Exercise prompt
In the entries below, find the line with "lets the sink" and the line with "let stage = Self". Print those two and everything between them exactly, and nothing else.
......
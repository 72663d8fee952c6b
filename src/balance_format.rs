//! Human-readable rendering of balances under a magnitude policy.
//!
//! A [`BalanceFormatter`] either uses a fixed magnitude (units, thousands,
//! millions, billions) for every value, or picks one per value ("dynamic").
//! Fixed magnitudes can also be derived from a reference set of values:
//!
//! ```rust
//! use comparative_statements::BalanceFormatter;
//!
//! let fmt = BalanceFormatter::greatest([1.0, 2000.0]);
//! assert_eq!(fmt.format(1.0, 0), "0K");
//! assert_eq!(fmt.format(2000.0, 0), "2K");
//! ```

use schemars::JsonSchema;
use serde::{Deserialize, Serialize};

/// A value is scaled down one magnitude while its absolute value stays strictly
/// above this threshold, so exactly 1000 is rendered in units.
pub const SCALE_THRESHOLD: f64 = 1000.0;

/// Returned by [`BalanceFormatter::format`] when the magnitude has no suffix.
pub const FORMAT_ERROR_TEXT: &str = "Error";

pub const MAX_PRECISION: usize = 15;

const DEFAULT_SUFFIXES: [&str; 4] = ["", "K", "M", "B"];

#[derive(Debug, Clone, Copy, Serialize, Deserialize, PartialEq, Eq, Default, JsonSchema)]
#[serde(rename_all = "PascalCase")]
pub enum BalanceFormatPolicy {
    #[schemars(description = "Pick the magnitude of every value on its own")]
    Dynamic,

    #[default]
    Unit,

    Thousand,

    Million,

    Billion,

    #[schemars(description = "Magnitude of the smallest nonzero value of the displayed set")]
    Smallest,

    #[schemars(description = "Magnitude of the greatest nonzero value of the displayed set")]
    Greatest,

    #[schemars(description = "Magnitude of the average of the nonzero values of the displayed set")]
    Best,
}

/// Separators used when rendering numbers.
#[derive(Debug, Clone, PartialEq, Eq, Serialize, Deserialize, JsonSchema)]
pub struct NumberLocale {
    pub group_separator: Option<char>,
    pub decimal_separator: char,
}

impl Default for NumberLocale {
    fn default() -> Self {
        Self::english()
    }
}

impl NumberLocale {
    pub fn english() -> Self {
        Self {
            group_separator: Some(','),
            decimal_separator: '.',
        }
    }

    pub fn brazilian() -> Self {
        Self {
            group_separator: Some('.'),
            decimal_separator: ',',
        }
    }

    /// Renders `value` with exactly `precision` decimals and grouped integer digits.
    pub fn format_number(&self, value: f64, precision: usize) -> String {
        let precision = precision.min(MAX_PRECISION);
        let rendered = format!("{:.*}", precision, value.abs());

        let (integer, fraction) = match rendered.split_once('.') {
            Some((integer, fraction)) => (integer, Some(fraction)),
            None => (rendered.as_str(), None),
        };

        let mut output = String::with_capacity(rendered.len() + integer.len() / 3 + 1);

        let is_zero = rendered.chars().all(|c| c == '0' || c == '.');
        if value.is_sign_negative() && !is_zero && !value.is_nan() {
            output.push('-');
        }

        output.push_str(&group_digits(integer, self.group_separator));

        if let Some(fraction) = fraction {
            output.push(self.decimal_separator);
            output.push_str(fraction);
        }

        output
    }
}

fn group_digits(digits: &str, separator: Option<char>) -> String {
    let Some(separator) = separator else {
        return digits.to_string();
    };
    if digits.len() <= 3 || !digits.chars().all(|c| c.is_ascii_digit()) {
        return digits.to_string();
    }

    let mut grouped = String::with_capacity(digits.len() + digits.len() / 3);
    let offset = digits.len() % 3;

    for (i, c) in digits.chars().enumerate() {
        if i != 0 && (i + 3 - offset) % 3 == 0 {
            grouped.push(separator);
        }
        grouped.push(c);
    }

    grouped
}

#[derive(Debug, Clone, PartialEq)]
pub struct BalanceFormatter {
    thousands: Option<u32>,
    suffixes: Vec<String>,
    locale: NumberLocale,
}

impl Default for BalanceFormatter {
    fn default() -> Self {
        Self::dynamic()
    }
}

impl BalanceFormatter {
    /// Counts how many times `balance` can be divided by 1000 while staying
    /// above [`SCALE_THRESHOLD`].
    pub fn thousands(balance: f64) -> u32 {
        let mut n = balance.abs();
        if !n.is_finite() {
            return 0;
        }

        let mut thousands = 0;
        while n > SCALE_THRESHOLD {
            n /= 1000.0;
            thousands += 1;
        }
        thousands
    }

    pub fn new(thousands: Option<u32>) -> Self {
        Self {
            thousands,
            suffixes: DEFAULT_SUFFIXES.iter().map(|s| s.to_string()).collect(),
            locale: NumberLocale::default(),
        }
    }

    pub fn dynamic() -> Self {
        Self::new(None)
    }

    pub fn fixed(thousands: u32) -> Self {
        Self::new(Some(thousands))
    }

    pub fn smallest(balances: impl IntoIterator<Item = f64>) -> Self {
        let smallest = nonzero(balances).reduce(f64::min).unwrap_or(0.0);
        Self::fixed(Self::thousands(smallest))
    }

    pub fn greatest(balances: impl IntoIterator<Item = f64>) -> Self {
        let greatest = nonzero(balances).reduce(f64::max).unwrap_or(0.0);
        Self::fixed(Self::thousands(greatest))
    }

    pub fn best(balances: impl IntoIterator<Item = f64>) -> Self {
        let (sum, count) = nonzero(balances).fold((0.0, 0usize), |(sum, count), b| (sum + b, count + 1));
        let average = if count == 0 { 0.0 } else { sum / count as f64 };
        Self::fixed(Self::thousands(average))
    }

    /// Formatter for `policy`; set-based policies derive their magnitude from `balances`.
    pub fn from_policy(policy: BalanceFormatPolicy, balances: impl IntoIterator<Item = f64>) -> Self {
        match policy {
            BalanceFormatPolicy::Dynamic => Self::dynamic(),
            BalanceFormatPolicy::Unit => Self::fixed(0),
            BalanceFormatPolicy::Thousand => Self::fixed(1),
            BalanceFormatPolicy::Million => Self::fixed(2),
            BalanceFormatPolicy::Billion => Self::fixed(3),
            BalanceFormatPolicy::Smallest => Self::smallest(balances),
            BalanceFormatPolicy::Greatest => Self::greatest(balances),
            BalanceFormatPolicy::Best => Self::best(balances),
        }
    }

    pub fn with_locale(mut self, locale: NumberLocale) -> Self {
        self.locale = locale;
        self
    }

    pub fn set_locale(&mut self, locale: NumberLocale) {
        self.locale = locale;
    }

    pub fn locale(&self) -> &NumberLocale {
        &self.locale
    }

    /// The fixed magnitude, or `None` for dynamic formatting.
    pub fn scale(&self) -> Option<u32> {
        self.thousands
    }

    /// Replaces the suffix of an existing magnitude. Returns `false` if the
    /// magnitude has no slot in the suffix table.
    pub fn set_suffix(&mut self, thousands: u32, suffix: impl Into<String>) -> bool {
        match self.suffixes.get_mut(thousands as usize) {
            Some(slot) => {
                *slot = suffix.into();
                true
            }
            None => false,
        }
    }

    pub fn suffix(&self, thousands: u32) -> Option<&str> {
        self.suffixes.get(thousands as usize).map(String::as_str)
    }

    pub fn format(&self, balance: f64, precision: usize) -> String {
        let thousands = self.thousands.unwrap_or_else(|| Self::thousands(balance));

        let Some(suffix) = self.suffix(thousands) else {
            return FORMAT_ERROR_TEXT.to_string();
        };

        let scaled = balance / 1000f64.powi(thousands as i32);
        let mut text = self.locale.format_number(scaled, precision);
        text.push_str(suffix);
        text
    }
}

fn nonzero(balances: impl IntoIterator<Item = f64>) -> impl Iterator<Item = f64> {
    balances.into_iter().filter(|b| *b != 0.0 && !b.is_nan())
}
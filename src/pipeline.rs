//! Background import of filed records.
//!
//! An [`ImportStage`] drains a record source into a [`RecordSink`] until the
//! source is exhausted or its [`StopHandle`] is triggered, then lets the sink
//! commit or roll back. Progress and the outcome are reported as
//! [`ImportEvent`]s on a channel so a caller on another thread can follow along.

use crate::error::{ReportError, Result};
use crate::store::{FiledRecord, InMemoryStore};
use log::{debug, info, warn};
use std::sync::atomic::{AtomicBool, Ordering};
use std::sync::mpsc::{self, Receiver, Sender};
use std::sync::{Arc, Mutex};
use std::thread::{self, JoinHandle};

/// Consumer side of an import.
pub trait RecordSink<R> {
    fn accept(&mut self, record: R) -> Result<()>;

    /// `completed` is `false` when the import was stopped or failed, in which
    /// case accepted records should be discarded.
    fn finish(&mut self, completed: bool) -> Result<()>;
}

/// Thread-safe flag that asks a running import to stop after the current record.
#[derive(Debug, Clone, Default)]
pub struct StopHandle(Arc<AtomicBool>);

impl StopHandle {
    pub fn new() -> Self {
        Self::default()
    }

    pub fn stop(&self) {
        self.0.store(true, Ordering::SeqCst);
    }

    pub fn is_stopped(&self) -> bool {
        self.0.load(Ordering::SeqCst)
    }
}

#[derive(Debug, Clone, PartialEq)]
pub enum ImportEvent {
    Message(String),
    /// Emitted once the sink has finished without error.
    Finished { completed: bool, records: usize },
    /// Emitted instead of `Finished` when reading or the sink failed.
    Failed(String),
}

#[derive(Debug, Clone, Copy, PartialEq, Eq)]
pub struct ImportSummary {
    pub completed: bool,
    pub records: usize,
}

pub struct ImportStage<I, K> {
    source: I,
    sink: K,
    stop: StopHandle,
    events: Sender<ImportEvent>,
    progress_interval: Option<usize>,
}

impl<I, K, R> ImportStage<I, K>
where
    I: Iterator<Item = Result<R>>,
    K: RecordSink<R>,
{
    pub fn new(source: impl IntoIterator<IntoIter = I>, sink: K) -> (Self, Receiver<ImportEvent>) {
        let (events, receiver) = mpsc::channel();
        let stage = Self {
            source: source.into_iter(),
            sink,
            stop: StopHandle::new(),
            events,
            progress_interval: None,
        };
        (stage, receiver)
    }

    /// Emits a progress message every `interval` records.
    pub fn with_progress_interval(mut self, interval: usize) -> Self {
        self.progress_interval = (interval > 0).then_some(interval);
        self
    }

    pub fn stop_handle(&self) -> StopHandle {
        self.stop.clone()
    }

    pub fn run(mut self) -> Result<ImportSummary> {
        let outcome = self.read().and_then(|summary| {
            self.sink.finish(summary.completed)?;
            Ok(summary)
        });

        match outcome {
            Ok(summary) => {
                info!(
                    "Import {} after {} record(s)",
                    if summary.completed { "completed" } else { "stopped" },
                    summary.records
                );
                self.emit(ImportEvent::Finished {
                    completed: summary.completed,
                    records: summary.records,
                });
                Ok(summary)
            }
            Err(e) => {
                warn!("Import failed: {}", e);
                if let Err(rollback) = self.sink.finish(false) {
                    warn!("Rollback after failed import also failed: {}", rollback);
                }
                self.emit(ImportEvent::Failed(e.to_string()));
                Err(e)
            }
        }
    }

    fn read(&mut self) -> Result<ImportSummary> {
        let mut records = 0;

        loop {
            if self.stop.is_stopped() {
                debug!("Import stop requested after {} record(s)", records);
                return Ok(ImportSummary {
                    completed: false,
                    records,
                });
            }

            let Some(record) = self.source.next() else {
                break;
            };

            self.sink.accept(record?)?;
            records += 1;

            if let Some(interval) = self.progress_interval {
                if records % interval == 0 {
                    self.emit(ImportEvent::Message(format!("Imported {} records", records)));
                }
            }
        }

        Ok(ImportSummary {
            completed: true,
            records,
        })
    }

    fn emit(&self, event: ImportEvent) {
        if self.events.send(event).is_err() {
            debug!("Import event dropped: no receiver");
        }
    }
}

impl<I, K, R> ImportStage<I, K>
where
    I: Iterator<Item = Result<R>> + Send + 'static,
    K: RecordSink<R> + Send + 'static,
{
    /// Runs the stage on a named worker thread.
    pub fn spawn(self) -> Result<JoinHandle<Result<ImportSummary>>> {
        let handle = thread::Builder::new()
            .name("statement-import".to_string())
            .spawn(move || self.run())?;
        Ok(handle)
    }
}

/// Stages records and commits them to a shared [`InMemoryStore`] only when the
/// import completes.
#[derive(Debug)]
pub struct StoreSink {
    store: Arc<Mutex<InMemoryStore>>,
    pending: Vec<FiledRecord>,
}

impl StoreSink {
    pub fn new(store: Arc<Mutex<InMemoryStore>>) -> Self {
        Self {
            store,
            pending: Vec::new(),
        }
    }

    pub fn pending(&self) -> usize {
        self.pending.len()
    }
}

impl RecordSink<FiledRecord> for StoreSink {
    fn accept(&mut self, record: FiledRecord) -> Result<()> {
        self.pending.push(record);
        Ok(())
    }

    fn finish(&mut self, completed: bool) -> Result<()> {
        if !completed {
            debug!("Rolling back {} staged record(s)", self.pending.len());
            self.pending.clear();
            return Ok(());
        }

        let mut store = self
            .store
            .lock()
            .map_err(|e| ReportError::Store(format!("Store lock poisoned: {}", e)))?;

        let committed = self.pending.len();
        for record in self.pending.drain(..) {
            store.insert(record);
        }
        debug!("Committed {} record(s)", committed);
        Ok(())
    }
}
impl<S: StatementStore, C: IndicatorComputer> IndicatorAggregator<S, C> {
    pub fn new(store: S, computer: C) -> Self {
        Self {
            store,
            computer,
            fourth_quarter: FourthQuarter::default(),
        }
    }

    pub fn with_fourth_quarter(mut self, fourth_quarter: FourthQuarter) -> Self {
        self.fourth_quarter = fourth_quarter;
        self
    }

    pub fn computer(&self) -> &C {
        &self.computer
    }

    pub fn select(&self, entity_id: EntityId, period: StatementPeriod) -> Result<Vec<(NaiveDate, FieldMap)>> {
        let derive_fourth_quarter = self.fourth_quarter == FourthQuarter::DerivedFromAnnual;

        let selected = match period {
            StatementPeriod::Annual => self
                .store
                .fetch_indicator_inputs(entity_id, DocumentType::Annual)?
                .iter()
                .map(|input| self.indicators(input))
                .collect(),
            StatementPeriod::Quarterly | StatementPeriod::Quarter4 if derive_fourth_quarter => {
                self.select_derived(entity_id, period)?
            }
            quarter => self
                .store
                .fetch_indicator_inputs(entity_id, DocumentType::Quarterly)?
                .iter()
                .filter(|input| quarter.contains(input.reference_date))
                .map(|input| self.indicators(input))
                .collect(),
        };

        info!(
            "Computed {:?} indicators of entity {} for {} period(s)",
            period,
            entity_id,
            selected.len()
        );
        Ok(selected)
    }

    /// Clears `table` and fills it with [`select`](Self::select) rows.
    pub fn select_into(
        &self,
        table: &mut PeriodTable,
        entity_id: EntityId,
        period: StatementPeriod,
    ) -> Result<usize> {
        table.clear();
        let rows = self.select(entity_id, period)?;
        let count = rows.len();

        table.append_rows(rows);
        table.set_period(period);
        Ok(count)
    }

    fn indicators(&self, input: &IndicatorInput) -> (NaiveDate, FieldMap) {
        (
            input.reference_date,
            self.computer
                .compute(&input.balance_sheet, &input.income_statement),
        )
    }

    fn select_derived(&self, entity_id: EntityId, period: StatementPeriod) -> Result<Vec<(NaiveDate, FieldMap)>> {
        let mut quarterly_by_year: BTreeMap<i32, Vec<IndicatorInput>> = BTreeMap::new();
        for input in self
            .store
            .fetch_indicator_inputs(entity_id, DocumentType::Quarterly)?
        {
            quarterly_by_year
                .entry(input.reference_date.year())
                .or_default()
                .push(input);
        }

        let annual_by_year: BTreeMap<i32, IndicatorInput> = self
            .store
            .fetch_indicator_inputs(entity_id, DocumentType::Annual)?
            .into_iter()
            .map(|input| (input.reference_date.year(), input))
            .collect();

        let mut selected = Vec::new();

        for (year, inputs) in &quarterly_by_year {
            let mut accumulated: Option<FieldMap> = None;

            for input in inputs {
                accumulated = Some(match accumulated {
                    Some(sum) => accumulate(&sum, &input.income_statement),
                    None => input.income_statement.clone(),
                });
                if period == StatementPeriod::Quarterly {
                    selected.push(self.indicators(input));
                }
            }

            let (Some(accumulated), Some(annual)) = (accumulated, annual_by_year.get(year)) else {
                debug!("No annual filing to derive the fourth quarter of {}", year);
                continue;
            };

            let income_statement = subtract(&annual.income_statement, &accumulated);
            selected.push((
                annual.reference_date,
                self.computer.compute(&annual.balance_sheet, &income_statement),
            ));
        }

        Ok(selected)
    }
}
//! Index-remapping view that presents a table with its columns and/or rows
//! reversed. The underlying table is never copied or modified.

use crate::error::{ReportError, Result};

/// Read access shared by every table that can sit behind a [`ReversibleView`].
pub trait TableSource {
    fn row_count(&self) -> usize;
    fn column_count(&self) -> usize;
    fn number(&self, row: usize, column: usize) -> Result<Option<f64>>;
    fn row_label(&self, row: usize) -> Result<String>;
    fn column_name(&self, column: usize) -> Result<String>;
}

#[derive(Debug)]
pub struct ReversibleView<'a, S: TableSource + ?Sized> {
    source: &'a S,
    reversed_horizontally: bool,
    reversed_vertically: bool,
}

impl<'a, S: TableSource + ?Sized> ReversibleView<'a, S> {
    pub fn new(source: &'a S) -> Self {
        Self {
            source,
            reversed_horizontally: false,
            reversed_vertically: false,
        }
    }

    pub fn source(&self) -> &'a S {
        self.source
    }

    pub fn set_reversed_horizontally(&mut self, reversed: bool) {
        self.reversed_horizontally = reversed;
    }

    pub fn set_reversed_vertically(&mut self, reversed: bool) {
        self.reversed_vertically = reversed;
    }

    pub fn is_reversed_horizontally(&self) -> bool {
        self.reversed_horizontally
    }

    pub fn is_reversed_vertically(&self) -> bool {
        self.reversed_vertically
    }

    pub fn row_count(&self) -> usize {
        self.source.row_count()
    }

    pub fn column_count(&self) -> usize {
        self.source.column_count()
    }

    /// Maps a view row to the source row.
    pub fn source_row(&self, row: usize) -> Result<usize> {
        let count = self.source.row_count();
        if row >= count {
            return Err(ReportError::RowOutOfRange { row, count });
        }
        Ok(if self.reversed_vertically {
            count - row - 1
        } else {
            row
        })
    }

    /// Maps a view column to the source column.
    pub fn source_column(&self, column: usize) -> Result<usize> {
        let count = self.source.column_count();
        if column >= count {
            return Err(ReportError::ColumnOutOfRange { column, count });
        }
        Ok(if self.reversed_horizontally {
            count - column - 1
        } else {
            column
        })
    }

    pub fn number(&self, row: usize, column: usize) -> Result<Option<f64>> {
        self.source
            .number(self.source_row(row)?, self.source_column(column)?)
    }

    pub fn row_label(&self, row: usize) -> Result<String> {
        self.source.row_label(self.source_row(row)?)
    }

    pub fn column_name(&self, column: usize) -> Result<String> {
        self.source.column_name(self.source_column(column)?)
    }
}

impl<S: TableSource + ?Sized> TableSource for ReversibleView<'_, S> {
    fn row_count(&self) -> usize {
        ReversibleView::row_count(self)
    }

    fn column_count(&self) -> usize {
        ReversibleView::column_count(self)
    }

    fn number(&self, row: usize, column: usize) -> Result<Option<f64>> {
        ReversibleView::number(self, row, column)
    }

    fn row_label(&self, row: usize) -> Result<String> {
        ReversibleView::row_label(self, row)
    }

    fn column_name(&self, column: usize) -> Result<String> {
        ReversibleView::column_name(self, column)
    }
}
......
Response to the exercise
//! source is exhausted or its [`StopHandle`] is triggered, then lets the sink
//! commit or roll back. Progress and the outcome are reported as
//! [`ImportEvent`]s on a channel so a caller on another thread can follow along.

use crate::error::{ReportError, Result};
use crate::store::{FiledRecord, InMemoryStore};
use log::{debug, info, warn};
use std::sync::atomic::{AtomicBool, Ordering};
use std::sync::mpsc::{self, Receiver, Sender};
use std::sync::{Arc, Mutex};
use std::thread::{self, JoinHandle};

/// Consumer side of an import.
pub trait RecordSink<R> {
    fn accept(&mut self, record: R) -> Result<()>;

    /// `completed` is `false` when the import was stopped or failed, in which
    /// case accepted records should be discarded.
    fn finish(&mut self, completed: bool) -> Result<()>;
}

/// Thread-safe flag that asks a running import to stop after the current record.
#[derive(Debug, Clone, Default)]
pub struct StopHandle(Arc<AtomicBool>);

impl StopHandle {
    pub fn new() -> Self {
        Self::default()
    }

    pub fn stop(&self) {
        self.0.store(true, Ordering::SeqCst);
    }

    pub fn is_stopped(&self) -> bool {
        self.0.load(Ordering::SeqCst)
    }
}

#[derive(Debug, Clone, PartialEq)]
pub enum ImportEvent {
    Message(String),
    /// Emitted once the sink has finished without error.
    Finished { completed: bool, records: usize },
    /// Emitted instead of `Finished` when reading or the sink failed.
    Failed(String),
}

#[derive(Debug, Clone, Copy, PartialEq, Eq)]
pub struct ImportSummary {
    pub completed: bool,
    pub records: usize,
}

pub struct ImportStage<I, K> {
    source: I,
    sink: K,
    stop: StopHandle,
    events: Sender<ImportEvent>,
    progress_interval: Option<usize>,
}

impl<I, K, R> ImportStage<I, K>
where
    I: Iterator<Item = Result<R>>,
    K: RecordSink<R>,
{
    pub fn new(source: impl IntoIterator<IntoIter = I>, sink: K) -> (Self, Receiver<ImportEvent>) {
        let (events, receiver) = mpsc::channel();
        let stage = Self {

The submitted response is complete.